Às vésperas do dia de votação de uma das eleições mais polarizadas que já vivemos, seria impossível o tema não estar nas praças, nas escolas, nas redes sociais e nos grupos de WhatsApp, ambientes que se tornaram, inclusive, uma espécie de praça virtual. O problema é que entre o debate respeitoso e a baixaria é uma questão de segundos.

Sempre têm aqueles do "deixa disso", "não vamos falar de política neste grupo", e o pessoal que começa a postar promoções de brigadeiros e esfihas para desviar o foco do tema. Acho as tentativas válidas. Mas também acho que algumas coisas graves que são ditas, camufladas de liberdade de expressão, não podem ficar sem respostas. E, claro, aqueles que não têm argumentos partem para a agressão.

Outro comportamento curioso de um dos grupos que participo é que até pouco tempo atrás só tinham basicamente mães lá. Mães que cuidam, que participam da vida de seus filhos e filhas. Mas na última semana apareceu uma enxurrada de pais (homens) prontos a atacar as mães que ali tinham um pensamento diferente do deles.

Tudo começou quando um determinado grupo de adultos ligados à escola (pais, mães e ex-alunos) decidiu participar do movimento nacional Frente Ampla pela Democracia. Vestidos de branco, montaram uma mesinha na praça pública em frente à escola e recebiam, com bolos e café, pessoas dispostas a conversar sobre política, adultos e adolescentes e, por que não, crianças curiosas também. Uma ação que é permitida pela constituição.

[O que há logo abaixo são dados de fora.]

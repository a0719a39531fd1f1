//! Service-level error types
//!
//! These errors cover startup and infrastructure failures: loading
//! configuration, resolving the listen port, binding and serving. They never
//! reach an HTTP client. Request-level failures live in
//! [`crate::handlers::ApiError`] and render as response envelopes.

use thiserror::Error;

/// Service error
#[derive(Debug, Error)]
pub enum Error {
    /// Configuration error
    #[error("Configuration error: {0}")]
    Config(Box<figment::Error>),

    /// The `PORT` environment variable is not a valid TCP port
    #[error("Invalid port '{0}': expected an integer between 0 and 65535")]
    InvalidPort(String),

    /// I/O error (binding the listener, serving connections)
    #[error("I/O error: {0}")]
    Io(#[from] std::io::Error),
}

impl From<figment::Error> for Error {
    fn from(err: figment::Error) -> Self {
        Error::Config(Box::new(err))
    }
}

/// Result type alias using the service [`Error`]
pub type Result<T, E = Error> = std::result::Result<T, E>;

Em se tratando de democracia, o grupo entende que nesta eleição o correto é apoiar as candidaturas de Lula e de Haddad em São Paulo, já que o outro candidato tantas vezes ameaçou diretamente nossa jovem e sofrida democracia.

Incomodados, pais que apoiam os outros candidatos que ameaçam a democracia, chegaram ameaçar chamar a polícia para retirar o grupo da rua. O circo estava armado e a confusão da pracinha real foi parar na pracinha virtual, quando tive que descumprir a promessa que citei no começo deste texto.

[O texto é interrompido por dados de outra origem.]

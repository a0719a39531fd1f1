//! Cross-origin resource sharing
//!
//! The permissive policy allows any origin, the methods
//! `GET, POST, PUT, DELETE, OPTIONS` and the request headers
//! `Content-Type, Authorization`. Preflight requests are answered by the
//! layer itself and never reach the router.

use http::{header, Method};
use tower_http::cors::{Any, CorsLayer};

/// Methods advertised to cross-origin callers
pub const ALLOWED_METHODS: [Method; 5] = [
    Method::GET,
    Method::POST,
    Method::PUT,
    Method::DELETE,
    Method::OPTIONS,
];

/// Request headers cross-origin callers may send
pub const ALLOWED_HEADERS: [header::HeaderName; 2] = [header::CONTENT_TYPE, header::AUTHORIZATION];

/// The permissive CORS policy
pub fn permissive() -> CorsLayer {
    CorsLayer::new()
        .allow_origin(Any)
        .allow_methods(ALLOWED_METHODS)
        .allow_headers(ALLOWED_HEADERS)
}

/// Build the CORS layer for a configured mode
///
/// Returns `None` when CORS is disabled. Unknown modes fall back to the
/// permissive policy.
pub fn cors_layer(mode: &str) -> Option<CorsLayer> {
    match mode {
        "permissive" => {
            tracing::debug!("Enabling permissive CORS");
            Some(permissive())
        }
        "disabled" => {
            tracing::debug!("CORS disabled");
            None
        }
        other => {
            tracing::warn!("Unknown CORS mode: {}, defaulting to permissive", other);
            Some(permissive())
        }
    }
}

#[cfg(test)]
mod tests {
    use super::*;

    #[test]
    fn test_modes() {
        assert!(cors_layer("permissive").is_some());
        assert!(cors_layer("disabled").is_none());
        assert!(cors_layer("bogus").is_some());
    }
}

Entre mensagens sobre provas, atividades da escola e comentários sobre apoiar ou não a Frente Ampla, um cidadão, que pedia para não falar de política do grupo, colocou o seguinte recado: "Compartilhar que ideias? Apoiar um ladrão? Condenado? Presidiário (sic)? Isso não tem como compartilhar. Isso é ter ou não ter berço, ter princípios e ser honesto com as crianças. Vamos parar de hipocrisia. Essa escola é cristã católica (sic). A esquerda brasileira é contra tudo aquilo que se defende".

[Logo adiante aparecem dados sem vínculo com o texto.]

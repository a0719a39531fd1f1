use users_service::{init_tracing, router, AppState, Config, Result, Server};

#[tokio::main]
async fn main() {
    if let Err(e) = run().await {
        tracing::error!("Server failed to start: {}", e);
        eprintln!("Server failed to start: {e}");
        std::process::exit(1);
    }
}

async fn run() -> Result<()> {
    let config = Config::load()?;
    init_tracing(&config);

    let state = AppState::seeded(config.clone());

    Server::new(config).serve(router(state)).await
}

Eu respondi, porque não tenho sangue de barata: "A pessoa também pode apoiar um torturador, racista, homofóbico, machista, líder de rachadinha, negacionista, que flerta com o nazismo, armamentista, etc. Afinal, somos livres. É isso aí, cada um com seus valores". E sugeri que ouvisse o podcast que conta a história da escola que é católica pluralista.

Quando uma mulher rebate um machista de plantão, ele não se aguenta: "Assistindo Globo lixo? Tenha postura ou inteligência mínima para avaliar as coisas". O machista também costuma procurar palavras bonitas para chamar uma mulher de burra, quando lhe faltam argumentos melhores.

Da minha parte, lamentei a baixaria e deixei ele continuar falando sozinho porque eu tinha mais o que fazer. Mas ele continuou lá esbravejando dizendo que eu que era baixa e que não era para falar de política no grupo. Ou seja, era só para ele falar de política no grupo.

Mas não foi só comigo não. Uma mãe que postou um vídeo lindo da querida Eliane Brum comentando a destruição da Amazônia e dos povos indígenas foi massacrada pela turma que se diz "a favor do Brasil" (que Brasil?) e continua votando em quem provoca desmatamento e eliminação de aldeias. Pelos menos eles realmente deixam bem claros seus valores.

Só lamento muitos pelos nossos filhos e filhas que tudo isso esteja acontecendo e torço todos os dias para que sejam adultos melhores do que nós e para que o Brasil possa finalmente respirar aliviado, bem longe do clima de ódio instalado pelo atual governo.

No dia seguinte ao bate boca, o homem de berço se retirou do grupo pedindo desculpas às pessoas "que se sentiram ofendidas", porque dizer que pedia desculpas "às pessoas que ofendi" já seria demais. Daí voltamos à programação normal com anúncios de brigadeiros e esfihas. No fundo, ele me fez um grande favor: me deu o tema que precisava para a coluna da semana. Boa eleição a todos.